Krimml y las cascadas

El Tirol es un mundo de tradición y prodigios paisajísticos unidos por la vibrante historia austriaca. Aquí se concentra lo mejor de la alta montaña. Sus largas carreteras panorámicas son además un capricho al que ningún amante de la conducción puede resistirse. Las impresionantes cascadas de Krimml, las más altas de Europa, se hallan a 98 kilómetros al este de Innsbruck y en la frontera con el Parque Nacional Hohe Tauern. El ruido del agua procedente del río Ache se oye por todo el valle. Su entorno ofrece una ruta perfecta para caminar y disfrutar de la naturaleza en estado puro. Junto a las cataratas se extiende un sendero panorámico que conduce al valle Krimmler Achental, uno de los lugares más bellos del Parque Nacional de Hohe Tauern, y también uno de los más visitados.
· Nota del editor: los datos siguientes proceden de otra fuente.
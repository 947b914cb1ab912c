//! Variants of the same problem that must train to the same model.

use elasticnet::linear::LinearModel;
use elasticnet::testing::assert_slice_approx_eq;
use elasticnet::training::ElasticNetParams;
use elasticnet::SparseDataSet;
use ndarray::Array2;

use super::{sparse, trainer, weighted_problem};

fn params(n_threads: usize) -> ElasticNetParams {
    ElasticNetParams::builder()
        .regularization(0.8)
        .l1_ratio(0.4)
        .epsilon(1e-12)
        .n_threads(n_threads)
        .build()
}

fn flatten(model: &LinearModel) -> Vec<f64> {
    let mut values = vec![model.bias()];
    values.extend(model.coefficients().iter().copied());
    values
}

#[test]
fn zero_weight_data_point_is_ignored() {
    let (rows, labels, weights) = weighted_problem();

    let mut padded_rows = rows.clone();
    let mut padded_labels = labels.clone();
    let mut padded_weights = weights.clone();
    padded_rows.insert(3, vec![5.0, -3.0]);
    padded_labels.insert(3, 100.0);
    padded_weights.insert(3, 0.0);

    let trainer = trainer(params(1));

    let mut reference = LinearModel::zeros(2);
    let reference_report = trainer
        .train(&mut reference, &sparse(&rows), &labels, &weights)
        .unwrap();

    let mut padded = LinearModel::zeros(2);
    let padded_report = trainer
        .train(
            &mut padded,
            &sparse(&padded_rows),
            &padded_labels,
            &padded_weights,
        )
        .unwrap();

    assert_eq!(padded, reference);
    assert_eq!(padded_report.iterations, reference_report.iterations);
}

#[test]
fn doubled_weight_equals_duplicated_row() {
    let rows = vec![vec![1.0, 0.0], vec![0.5, 2.0], vec![3.0, 1.0]];
    let labels = vec![1.0, 4.0, 2.0];

    let mut duplicated_rows = rows.clone();
    duplicated_rows.push(rows[2].clone());
    let mut duplicated_labels = labels.clone();
    duplicated_labels.push(labels[2]);

    let trainer = trainer(params(1));

    let mut weighted = LinearModel::zeros(2);
    trainer
        .train(&mut weighted, &sparse(&rows), &labels, &[1.0, 1.0, 2.0])
        .unwrap();

    let mut duplicated = LinearModel::zeros(2);
    trainer
        .train(
            &mut duplicated,
            &sparse(&duplicated_rows),
            &duplicated_labels,
            &[1.0; 4],
        )
        .unwrap();

    assert_slice_approx_eq(&flatten(&weighted), &flatten(&duplicated), 1e-6, "model");
}

#[test]
fn dense_and_sparse_storage_agree() {
    let (rows, labels, weights) = weighted_problem();
    let flat: Vec<f64> = rows.iter().flatten().copied().collect();
    let dense = Array2::from_shape_vec((rows.len(), 2), flat).unwrap();

    let trainer = trainer(params(1));

    let mut from_dense = LinearModel::zeros(2);
    trainer
        .train(&mut from_dense, &dense, &labels, &weights)
        .unwrap();

    let mut from_sparse = LinearModel::zeros(2);
    trainer
        .train(&mut from_sparse, &sparse(&rows), &labels, &weights)
        .unwrap();

    assert_slice_approx_eq(&flatten(&from_dense), &flatten(&from_sparse), 1e-12, "model");
}

#[test]
fn builder_and_dense_rows_agree() {
    let (rows, labels, weights) = weighted_problem();

    let mut builder = SparseDataSet::builder(rows.len(), 2);
    // Insert in reverse order, with a value that is later overwritten.
    builder.set_feature_value(0, 0, 42.0).unwrap();
    for i in (0..rows.len()).rev() {
        for j in (0..2).rev() {
            builder.set_feature_value(i, j, rows[i][j]).unwrap();
        }
    }
    let built = builder.build();
    assert_eq!(built, sparse(&rows));

    let trainer = trainer(params(1));
    let mut a = LinearModel::zeros(2);
    let mut b = LinearModel::zeros(2);
    trainer.train(&mut a, &built, &labels, &weights).unwrap();
    trainer.train(&mut b, &sparse(&rows), &labels, &weights).unwrap();
    assert_eq!(a, b);
}

#[test]
fn parallel_matches_sequential() {
    let (rows, labels, weights) = weighted_problem();
    let data = sparse(&rows);

    let mut sequential = LinearModel::zeros(2);
    trainer(params(1))
        .train(&mut sequential, &data, &labels, &weights)
        .unwrap();

    for n_threads in [0, 2, 4] {
        let mut parallel = LinearModel::zeros(2);
        trainer(params(n_threads))
            .train(&mut parallel, &data, &labels, &weights)
            .unwrap();
        assert_slice_approx_eq(
            &flatten(&parallel),
            &flatten(&sequential),
            1e-6,
            &format!("n_threads = {n_threads}"),
        );
    }
}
El punto de partida es el pueblo de Krimml, en el que encontrarás un aparcamiento donde dejar el vehículo y empezar el camino hacia la cascada en una ascensión que te llevrá desde los 1.100 metros hasta los 1.470, aproximadamente. El mejor momento para verlas es en verano, entre julio y agosto, cuando el caudal redobla su tamaño por las aguas procedentes del deshielo.